В окопах Сталинграда

22
18
20
22
24
26
28
30

Сейчас мне вспоминается эта картинка. Она неплохо была исполнена. Я до сих пор помню в ней каждую деталь, каждый завиток клубящегося дыма, и мне вдруг становится совершенно ясно, как бессильно, беспомощно искусство. Никакими клубами дыма, никакими лижущими небо языками пламени и зловещими отсветами не передашь того ощущения, которое испытываю я сейчас, сидя на берегу перед горящим Сталинградом.

На том берегу идет бой. Трассирующие очереди пулеметов и автоматов стелются по самому берегу. Неужели немец уже до воды добрался? Несколько длинных очередей перелетает через Волгу и теряется на этой стороне.

Откуда-то из-за спины стреляет «катюша». Мы видели машины — восемь штук, — когда шли сюда. Раскаленные снаряды, не торопясь, плывут, обгоняя друг друга в дрожащем от зарева небе и ударяют куда-то на противоположном берегу. Разрывов не видно. Видны только вспышки. Потом доносится и треск.

Кто-то рядом со мной плюет и удовлетворенно покряхтывает. Только сейчас замечаю, что рядом с нами, растянувшись, лежат бойцы.

— Ты мерина успел подковать? — спрашивает кто-то.

— Успел. А ты?

— Лютика успел, а вороному только две передние. У него какая-то рана. Никак не дается.

Приходит комбат. Тяжело дышит.

— Ей-богу, с ума сойдешь от этих переправ. Лет на пять постареешь. — Он громко сморкается. — Был генерал. Ясно сказал: сейчас мы, а потом двадцать девятая. Только на минуту отошел от причала, а они свои ящики уже навалили. Артиллерию, видишь ли, переправили, а боеприпасы на этой стороне оставили. А кто им мешал? Я вот с каждой пушкой снаряды везу. Господи, опять этот черт.

Комбат снова скрывается. Слышно, как кого-то ругает. Возвращается.

— Ну ладно, все это чепуха. На ту сторону как-нибудь переберемся. Важно, как там…

Выясняется, что полк получил приказ к двум ноль-ноль закончить переправу, а к четырем ноль-ноль сменить почти не существующую уже на том берегу дивизию в районе «Метиз» — Мамаев курган. Сейчас уже час, а ни один батальон еще не переправился. На той стороне только саперы, разведчики и опергруппа штаба. Командир полка и начальник штаба, кажется, тоже там. Главное, надо всю артиллерию — сорокапяти- и семидесятишести-, приданную батальону, к рассвету перетащить на передовую, на прямую наводку.

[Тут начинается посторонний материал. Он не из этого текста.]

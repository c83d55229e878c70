//! Hardware ray tracing for the Lumen engine.
//!
//! Requires `VK_KHR_acceleration_structure` and `VK_KHR_ray_tracing_pipeline`.
//! Provides BLAS/TLAS building, the shader binding table and the ray tracing
//! pipeline factory.

pub mod acceleration;
pub mod context;
pub mod pipeline;
pub mod sbt;

pub use acceleration::{Blas, Tlas, TlasInstance, TriangleGeometry, MAX_CUSTOM_INDEX};
pub use context::RayTracingContext;
pub use pipeline::{RayTracingPipeline, RayTracingShaders};
pub use sbt::{SbtLayout, SbtRegion, ShaderBindingTable};
//! Application context.

use std::sync::Arc;
use std::time::Instant;

use ash::vk;
use lumen_gpu::{
    CommandPool, DeletionQueue, FrameManager, FrameManagerConfig, FrameStart, GpuContext,
    SurfaceContext, Swapchain, VulkanFrameBackend,
};
use lumen_rt::RayTracingContext;
use winit::window::Window;

use crate::runner::AppConfig;

/// Everything an application needs to render, shared across all app methods.
pub struct AppContext {
    pub window: Arc<Window>,
    pub config: AppConfig,
    pub gpu: GpuContext,
    pub rt: RayTracingContext,
    pub surface: SurfaceContext,
    pub swapchain: Swapchain,
    pub command_pool: CommandPool,
    pub frames: FrameManager,
    /// Objects that in-flight frames may still reference go here.
    pub deletion: DeletionQueue,
    pub(crate) last_frame_time: Instant,
}

impl AppContext {
    /// # Safety
    /// The window must outlive the context.
    pub(crate) unsafe fn new(
        window: Arc<Window>,
        gpu: GpuContext,
        config: AppConfig,
    ) -> anyhow::Result<Self> {
        let rt = RayTracingContext::new(&gpu)?;
        let surface = unsafe { SurfaceContext::from_window(&gpu, window.as_ref())? };

        let size = window.inner_size();
        let swapchain = unsafe {
            surface.create_swapchain(
                &gpu,
                size.width.max(1),
                size.height.max(1),
                config.vsync,
                vk::SwapchainKHR::null(),
            )?
        };
        tracing::info!(
            "Swapchain created: {}x{} ({} images)",
            swapchain.extent.width,
            swapchain.extent.height,
            swapchain.image_count()
        );

        let command_pool = unsafe {
            CommandPool::new(
                gpu.device(),
                gpu.graphics_queue_family(),
                vk::CommandPoolCreateFlags::RESET_COMMAND_BUFFER,
            )?
        };

        let frame_config = FrameManagerConfig::default().frames_in_flight(config.frames_in_flight);
        let frames = {
            let backend = VulkanFrameBackend::new(
                gpu.device(),
                &surface.swapchain_loader,
                &swapchain,
                gpu.graphics_queue(),
                command_pool.handle(),
            );
            FrameManager::new(&backend, frame_config, swapchain.image_count())?
        };

        Ok(Self {
            window,
            deletion: DeletionQueue::for_frames_in_flight(config.frames_in_flight),
            config,
            gpu,
            rt,
            surface,
            swapchain,
            command_pool,
            frames,
            last_frame_time: Instant::now(),
        })
    }

    /// Frame backend plus the state it drives, borrowed disjointly.
    fn frame_parts(&mut self) -> (VulkanFrameBackend<'_>, &mut FrameManager, &mut DeletionQueue) {
        let backend = VulkanFrameBackend::new(
            self.gpu.device(),
            &self.surface.swapchain_loader,
            &self.swapchain,
            self.gpu.graphics_queue(),
            self.command_pool.handle(),
        );
        (backend, &mut self.frames, &mut self.deletion)
    }

    pub fn begin_frame(&mut self) -> lumen_gpu::Result<FrameStart> {
        let (backend, frames, _) = self.frame_parts();
        frames.begin_frame(&backend)
    }

    pub fn begin_command_recording(&mut self) -> lumen_gpu::Result<vk::CommandBuffer> {
        let (backend, frames, _) = self.frame_parts();
        frames.begin_command_recording(&backend)
    }

    pub fn end_command_recording(&mut self) -> lumen_gpu::Result<()> {
        let (backend, frames, _) = self.frame_parts();
        frames.end_command_recording(&backend)
    }

    pub fn submit(&mut self) -> lumen_gpu::Result<()> {
        let (backend, frames, _) = self.frame_parts();
        frames.submit(&backend)
    }

    /// Present and advance. Returns `true` when the swapchain must be recreated.
    pub fn end_frame(&mut self) -> lumen_gpu::Result<bool> {
        let (backend, frames, deletion) = self.frame_parts();
        frames.end_frame(&backend, deletion)
    }

    pub fn extent(&self) -> vk::Extent2D {
        self.swapchain.extent
    }

    pub fn width(&self) -> u32 {
        self.swapchain.extent.width
    }

    pub fn height(&self) -> u32 {
        self.swapchain.extent.height
    }

    pub fn aspect_ratio(&self) -> f32 {
        self.swapchain.extent.width as f32 / self.swapchain.extent.height.max(1) as f32
    }

    pub fn swapchain_image(&self, index: u32) -> Option<vk::Image> {
        self.swapchain.images.get(index as usize).copied()
    }

    pub fn swapchain_format(&self) -> vk::Format {
        self.swapchain.format
    }

    pub fn frames_in_flight(&self) -> usize {
        self.frames.frames_in_flight()
    }

    pub fn frame_number(&self) -> u64 {
        self.frames.frame_number()
    }

    /// Recreate the swapchain for a new size.
    ///
    /// Waits for the device to go idle first. Render-finished semaphores are
    /// recreated with the swapchain since a failed present may leave them
    /// signaled.
    pub(crate) fn recreate_swapchain(&mut self, width: u32, height: u32) -> anyhow::Result<()> {
        self.gpu.wait_idle()?;

        self.swapchain = unsafe {
            self.surface.recreate_swapchain(
                &self.gpu,
                &self.swapchain,
                width,
                height,
                self.config.vsync,
            )?
        };

        let image_count = self.swapchain.image_count();
        let (backend, frames, _) = self.frame_parts();
        frames.recreate_image_semaphores(&backend, image_count)?;

        tracing::info!(
            "Swapchain recreated: {}x{} ({} images)",
            self.swapchain.extent.width,
            self.swapchain.extent.height,
            image_count
        );
        Ok(())
    }

    /// Destroy frame sync objects, flush the deletion queue and release the
    /// swapchain and surface.
    ///
    /// # Safety
    /// The device must be idle.
    pub(crate) unsafe fn cleanup(&mut self) {
        let (backend, frames, deletion) = self.frame_parts();
        frames.destroy(&backend);
        let flushed = deletion.execute(true);
        tracing::debug!(flushed, "flushed deletion queue");

        let device = self.gpu.device();
        unsafe {
            self.command_pool.destroy(device);
            self.swapchain
                .destroy(device, &self.surface.swapchain_loader);
            self.surface.destroy();
        }
    }
}
//! Synchronization primitives.

use crate::error::{GpuError, Result};
use ash::vk;

/// Create a semaphore.
///
/// # Safety
/// The device must be valid.
pub unsafe fn create_semaphore(device: &ash::Device) -> Result<vk::Semaphore> {
    let create_info = vk::SemaphoreCreateInfo::default();
    Ok(device.create_semaphore(&create_info, None)?)
}

/// Create a fence.
///
/// # Safety
/// The device must be valid.
pub unsafe fn create_fence(device: &ash::Device, signaled: bool) -> Result<vk::Fence> {
    let flags = if signaled {
        vk::FenceCreateFlags::SIGNALED
    } else {
        vk::FenceCreateFlags::empty()
    };

    let create_info = vk::FenceCreateInfo::default().flags(flags);
    Ok(device.create_fence(&create_info, None)?)
}

/// Wait for a fence to be signaled.
///
/// Timeouts and device loss are mapped to [`GpuError::DeviceLost`] naming
/// `operation`.
///
/// # Safety
/// The device and fence must be valid.
#[cfg_attr(feature = "profiling-tracy", tracing::instrument(level = "trace", skip_all))]
pub unsafe fn wait_for_fence(
    device: &ash::Device,
    fence: vk::Fence,
    timeout_ns: u64,
    operation: &str,
) -> Result<()> {
    device
        .wait_for_fences(&[fence], true, timeout_ns)
        .map_err(|e| GpuError::from_wait(operation, e))
}

/// Reset a fence to unsignaled state.
///
/// # Safety
/// The device and fence must be valid.
pub unsafe fn reset_fence(device: &ash::Device, fence: vk::Fence) -> Result<()> {
    device.reset_fences(&[fence])?;
    Ok(())
}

— Хорошо, — говорю я, — дашь мне две роты и пэтээровцев, а сам, с одной ротой, занимайся артиллерией. У тебя по скольку человек в роте?

— Человек по сто.

— Роскошно. Договорились, значит. Мне только точно место назначения дай.

— Да вот этот треугольник проклятый на карте. Откровенно говоря, я думаю, что там никого уже нет. В дивизии той человек сто, не больше. Две недели на том берегу уже дерутся.

И он опять убегает с кем-то ругаться. Голос у него такой, что, вероятно, на той стороне слышно.

Приходит катер. Он маленький, низенький, будто нарочно спрятавшийся в воду, чтоб его не было видно. На буксире разлапистая, неуклюжая баржа с длинным торчащим рулем.

Катер долго не может пристать, пятится, фырчит, брызгается винтом. Наконец сбрасывает сходни. Длинной, осторожной цепочкой спускаются раненые. Их много. Очень много. Сперва ходячие, потом на носилках. Их уносят куда-то в кусты. Слышны гудки машин.

Потом грузят ящики. Закатывают пушки. Топчутся лошади по сходням. Одна проваливается, ее вытаскивают из воды и опять ведут. Против ожидания, все идет спокойно и организованно. Даже комбата моего не слышно.